By Matt Spetalnick and Andrea Shalal
WASHINGTON, March 7 (Reuters) - One week into the U.S.-Israeli war against Iran that has plunged the Middle East into turmoil, President Donald Trump faces a growing list of risks and challenges that raise questions about whether he will be able to translate military successes into a clear geopolitical win.
Even after the killing of Supreme Leader Ayatollah Ali Khamenei and devastating blows against Iranian forces on land, at sea and in the air, the crisis has quickly widened into a regional conflict that threatens a more prolonged U.S. military engagement with fallout beyond Trump’s control.

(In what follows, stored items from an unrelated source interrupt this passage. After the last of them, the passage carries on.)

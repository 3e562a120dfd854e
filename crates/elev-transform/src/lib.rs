//! Survey data filtering and derivation.
//!
//! This crate turns raw [`TableSet`](elev_model::TableSet)s into what the
//! presentation layer shows:
//!
//! - **filter**: selection-driven row filtering
//! - **scores**: scalar extraction (indicator scores, bullying share, participation)
//! - **charts**: bar data, distinct groups and detail table rows
//! - **trend**: per-year trend series
//! - **benchmark**: school versus national and comparison deltas
//!
//! Every function is pure and synchronous.

pub mod benchmark;
pub mod charts;
pub mod filter;
pub mod scores;
pub mod trend;

pub use benchmark::{Benchmark, DashboardSummary, SCORE_CARD_GROUPS};
pub use charts::{
    BullyingBar, DetailPage, IndicatorBar, THEME_DETAIL_LIMIT, ThemeSummary, bullying_bars,
    bullying_types, indicator_bars, indicator_details, indicator_groups, theme_details,
    theme_summary, themes,
};
pub use filter::{RowFilter, filter_rows, filter_tables, matches_selection};
pub use scores::{BULLYING_AT_SCHOOL, bullying_share, indicator_scores, participation_rate};
pub use trend::{
    MAIN_INDICATORS, TrendPoint, bullying_trend, indicator_trend, main_indicator_trend,
    participation_trend, theme_trend, trend_keys,
};
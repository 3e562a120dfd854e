//! Statistics API surface: query shapes, URL construction and payload
//! extraction shared by every transport.

use std::future::Future;

use elev_model::{OrgNr, TableKind, YearId, sort_year_ids};
use serde::Deserialize;
use serde::de::DeserializeOwned;
use serde_json::Value;
use tracing::debug;

use crate::error::FetchError;

/// Filter selecting the national aggregate: country level, whole country,
/// any ownership, any gender.
pub const NATIONAL_FILTER: &str = "EnhetNivaa(1)_Landkode(00)_EierformID(-10)_KjoennID(-10)";

/// Key of the year list in the filter-status payload and `years.json`.
pub const YEAR_KEY: &str = "TidID";

/// Which organizations a data request covers.
#[derive(Debug, Clone, PartialEq, Eq)]
pub enum Scope {
    /// A single school by organization number.
    Organization(OrgNr),
    /// The national aggregate.
    National,
}

impl Scope {
    pub fn filter(&self) -> String {
        match self {
            Self::Organization(org) => format!("Organisasjonsnummer({org})"),
            Self::National => NATIONAL_FILTER.to_string(),
        }
    }
}

/// Parameters of one table data request.
#[derive(Debug, Clone, PartialEq, Eq)]
pub struct TableQuery {
    pub year_ids: Vec<YearId>,
    pub scope: Scope,
    pub page: u32,
    pub page_size: u32,
}

impl TableQuery {
    pub fn new(year_ids: &[YearId], scope: Scope, page_size: u32) -> Self {
        Self {
            year_ids: year_ids.to_vec(),
            scope,
            page: 1,
            page_size,
        }
    }

    /// The `filter` parameter, e.g. `TidID(20222023_20232024)_Organisasjonsnummer(1)`.
    pub fn filter(&self) -> String {
        let years = self
            .year_ids
            .iter()
            .map(ToString::to_string)
            .collect::<Vec<_>>()
            .join("_");
        format!("{YEAR_KEY}({years})_{}", self.scope.filter())
    }
}

/// Transport for the two read operations of the statistics API.
///
/// Implementations return the raw JSON payload; shape handling lives in
/// [`year_ids_from_payload`] and [`rows_from_payload`].
pub trait StatsApi: Send + Sync {
    /// Filter status for the year dimension of the indicator table.
    fn year_status(&self) -> impl Future<Output = Result<Value, FetchError>> + Send;

    /// First page of table data for the given query.
    fn table_data(
        &self,
        table: TableKind,
        query: &TableQuery,
    ) -> impl Future<Output = Result<Value, FetchError>> + Send;
}

/// URL of the year discovery endpoint.
pub fn year_status_url(base_url: &str) -> String {
    format!(
        "{base_url}/{}/filterStatus?filterId={YEAR_KEY}&filter={YEAR_KEY}(*)",
        TableKind::Indikatorer.table_id()
    )
}

/// URL of a table data request.
pub fn table_data_url(base_url: &str, table: TableKind, query: &TableQuery) -> String {
    format!(
        "{base_url}/{}/data?filter={}&format=0&sideNummer={}&antallRader={}",
        table.table_id(),
        query.filter(),
        query.page,
        query.page_size
    )
}

/// Sorted year ids from a `{ "TidID": [...] }` payload.
///
/// A payload without the key yields an empty list.
pub fn year_ids_from_payload(payload: &Value) -> Result<Vec<YearId>, serde_json::Error> {
    match payload.get(YEAR_KEY) {
        None | Some(Value::Null) => Ok(Vec::new()),
        Some(value) => {
            let ids = Vec::<YearId>::deserialize(value)?;
            Ok(sort_year_ids(&ids))
        }
    }
}

/// Row objects from a data payload.
///
/// Rows live under `data`; a bare array is accepted as the rows themselves.
/// Any other shape yields no rows.
pub fn rows_from_payload(payload: Value) -> Vec<Value> {
    match payload {
        Value::Array(rows) => rows,
        Value::Object(mut map) => match map.remove("data") {
            Some(Value::Array(rows)) => rows,
            _ => Vec::new(),
        },
        _ => Vec::new(),
    }
}

/// Decodes rows one by one, skipping entries that are not objects.
pub fn decode_rows<R: DeserializeOwned>(table: TableKind, rows: Vec<Value>) -> Vec<R> {
    let total = rows.len();
    let decoded: Vec<R> = rows
        .into_iter()
        .filter(Value::is_object)
        .filter_map(|row| serde_json::from_value(row).ok())
        .collect();
    if decoded.len() != total {
        debug!(
            table_id = table.table_id(),
            skipped = total - decoded.len(),
            "skipped malformed rows"
        );
    }
    decoded
}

That is a scenario that Trump had avoided in his two terms in the White House, preferring swift, limited operations like the January 3 lightning raid in Venezuela and June’s one-off strike on Iran’s nuclear sites.

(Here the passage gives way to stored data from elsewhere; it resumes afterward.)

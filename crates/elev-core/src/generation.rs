//! Request generations for discarding superseded async results.
//!
//! Each request carries a [`GenerationToken`]. Bumping the shared counter
//! makes every outstanding token stale; a completion whose token is stale
//! must not be applied. Nothing is aborted at the network level.

use std::sync::Arc;
use std::sync::atomic::{AtomicU64, Ordering};

/// Shared counter that issues tokens.
#[derive(Debug, Clone, Default)]
pub struct Generation {
    counter: Arc<AtomicU64>,
}

impl Generation {
    pub fn new() -> Self {
        Self::default()
    }

    pub fn current(&self) -> u64 {
        self.counter.load(Ordering::Acquire)
    }

    /// Invalidates outstanding tokens and issues one for the new generation.
    pub fn advance(&self) -> GenerationToken {
        let issued = self.counter.fetch_add(1, Ordering::AcqRel) + 1;
        GenerationToken {
            counter: Arc::clone(&self.counter),
            issued,
        }
    }

    /// Invalidates outstanding tokens without issuing a new one.
    pub fn invalidate(&self) {
        self.counter.fetch_add(1, Ordering::AcqRel);
    }
}

/// Proof of which generation a request belongs to.
#[derive(Debug, Clone)]
pub struct GenerationToken {
    counter: Arc<AtomicU64>,
    issued: u64,
}

impl GenerationToken {
    pub fn issued(&self) -> u64 {
        self.issued
    }

    pub fn is_current(&self) -> bool {
        self.counter.load(Ordering::Acquire) == self.issued
    }
}
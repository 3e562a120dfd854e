//! Survey data acquisition.
//!
//! Years and tables are read from the statistics API through a [`StatsApi`]
//! transport. Subject-school reads fall back to bundled snapshots in a
//! [`FallbackStore`]; national and comparison reads degrade to empty,
//! unavailable payloads. The four tables of a [`TableSet`](elev_model::TableSet)
//! are fetched concurrently and degrade independently.

pub mod api;
pub mod config;
pub mod error;
pub mod fallback;
pub mod http;
pub mod source;
pub mod tables;

pub use api::{NATIONAL_FILTER, Scope, StatsApi, TableQuery, table_data_url, year_status_url};
pub use config::SourceConfig;
pub use error::{FetchError, IngestError, Result};
pub use fallback::{FallbackStore, YEARS_FILE};
pub use http::HttpStatsApi;
pub use source::DataSource;
pub use tables::{FetchedTables, TableModes};
//! Data model for the school climate survey pipeline.
//!
//! Everything here is plain data: identifiers, the four typed survey tables,
//! the user selection that drives filtering, and the tag that records where a
//! fetched payload came from.

pub mod dataset;
pub mod error;
pub mod ids;
pub mod numeric;
pub mod rows;
pub mod selection;
pub mod source;
pub mod table;

pub use dataset::{DataContext, TableSet};
pub use error::{ModelError, Result};
pub use ids::{OrgNr, YearId, sort_year_ids};
pub use numeric::{format_delta, format_percent, format_score, parse_locale_number};
pub use rows::{
    ALL_ANSWERS, ALL_GENDERS, ALL_QUESTIONS, BullyingRow, IndicatorRow, ParticipationRow,
    SurveyRow, ThemeRow, UNKNOWN_LABEL,
};
pub use selection::{Kjoenn, Selection, Trinn};
pub use source::{DataSourceMode, Sourced};
pub use table::TableKind;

“Iran is a messy and potentially protracted military campaign,” said Laura Blumenfeld of the Johns Hopkins School for Advanced International Studies in Washington. “Trump is risking the global economy, regional stability and his own Republican Party's performance in the U.S. midterm elections.”
Trump, who came to office promising to keep the U.S. out of "stupid” military interventions, is now pursuing what many experts see as an open-ended war of choice unprompted by any imminent threat to the U.S. from Iran, despite claims to the contrary by the president and his aides.
In doing so, analysts say he has struggled to articulate a detailed set of objectives or a clear endgame for Operation Epic Fury, the biggest U.S. military operation since the 2003 Iraq invasion, offering shifting rationales for the war and definitions of what would constitute victory.
White House spokesperson Anna Kelly rejected that assessment, saying Trump has clearly outlined his goals to "destroy Iran’s ballistic missiles and production capacity, demolish their navy, end their ability to arm proxies, and prevent them from ever obtaining a nuclear weapon.”
However, if the war drags on, American casualties mount and the economic costs of interrupted Gulf oil flows multiply, Trump’s biggest foreign policy gamble could also hurt his Republican Party politically.
Despite criticism from some Trump supporters opposed to military interventions, members of his Make America Great Again movement have largely backed him on Iran so far.